Task to carry out >>
The requested output is every line from the one with "item.insert(key.to_string(), written);" through the last line below, printed exactly.

Listed records >>
use std::collections::BTreeMap;

use serde_json::{Map, Value};

/// How a legacy field looked when the document was read.
///
/// Writing an empty value back restores the same shape: an absent field stays absent, `null`
/// stays `null`, and anything else becomes `""`.
#[derive(Clone, Copy, Debug, Default, PartialEq, Eq)]
pub struct NullableFieldState {
    pub exists: bool,
    pub was_null: bool,
    pub was_string: bool,
    pub was_number: bool,
}

impl NullableFieldState {
    /// State assumed for a field that was never captured.
    pub const PRESENT_STRING: Self = Self {
        exists: true,
        was_null: false,
        was_string: true,
        was_number: false,
    };

    pub fn read(obj: Option<&Map<String, Value>>, key: &str) -> Self {
        match obj.and_then(|obj| obj.get(key)) {
            None => Self::default(),
            Some(value) => Self {
                exists: true,
                was_null: value.is_null(),
                was_string: value.is_string(),
                was_number: value.is_number(),
            },
        }
    }
}

/// Field states of one legacy object, keyed by legacy field name.
pub type FieldStates = BTreeMap<String, NullableFieldState>;

pub(crate) fn capture_states(obj: &Map<String, Value>, keys: &[&str]) -> FieldStates {
    let mut states: FieldStates = obj
        .keys()
        .map(|key| (key.clone(), NullableFieldState::read(Some(obj), key)))
        .collect();
    for &key in keys {
        states
            .entry(key.to_string())
            .or_insert_with(|| NullableFieldState::read(Some(obj), key));
    }
    states
}

/// The value to store for `next`, or `None` when the field must be left absent.
pub fn write_nullable_string(state: &NullableFieldState, next: &str) -> Option<Value> {
    if !next.is_empty() {
        return Some(Value::String(next.to_string()));
    }
    if !state.exists {
        None
    } else if state.was_null {
        Some(Value::Null)
    } else {
        Some(Value::String(String::new()))
    }
}

/// Writes `value` into `item[key]` following the field's captured state.
pub fn write_legacy_field(item: &mut Map<String, Value>, states: &FieldStates, key: &str, value: &str) {
    let state = states
        .get(key)
        .copied()
        .unwrap_or_else(|| NullableFieldState::read(Some(item), key));
    match write_nullable_string(&state, value) {
        Some(written) => {
            item.insert(key.to_string(), written);
        }
        None => {
            item.shift_remove(key);
        }
    }
}

/// String content of a scalar: strings as-is, numbers in their JSON spelling, anything else empty.
pub(crate) fn any_string(value: Option<&Value>) -> String {
    match value {
        Some(Value::String(s)) => s.clone(),
        Some(Value::Number(n)) => n.to_string(),
        Some(Value::Bool(b)) => b.to_string(),
        _ => String::new(),
    }
}

/// String content of a nullable string field; `null`, absent and non-strings read as empty.
pub(crate) fn nullable_string(value: Option<&Value>) -> String {
    value
        .and_then(Value::as_str)
        .map(str::to_string)
        .unwrap_or_default()
}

Exercise answer >>
            item.insert(key.to_string(), written);
        }
        None => {
            item.shift_remove(key);
        }
    }
}

/// String content of a scalar: strings as-is, numbers in their JSON spelling, anything else empty.
pub(crate) fn any_string(value: Option<&Value>) -> String {
    match value {
        Some(Value::String(s)) => s.clone(),
        Some(Value::Number(n)) => n.to_string(),
        Some(Value::Bool(b)) => b.to_string(),
        _ => String::new(),
    }
}

/// String content of a nullable string field; `null`, absent and non-strings read as empty.
pub(crate) fn nullable_string(value: Option<&Value>) -> String {
    value
        .and_then(Value::as_str)
        .map(str::to_string)
        .unwrap_or_default()
}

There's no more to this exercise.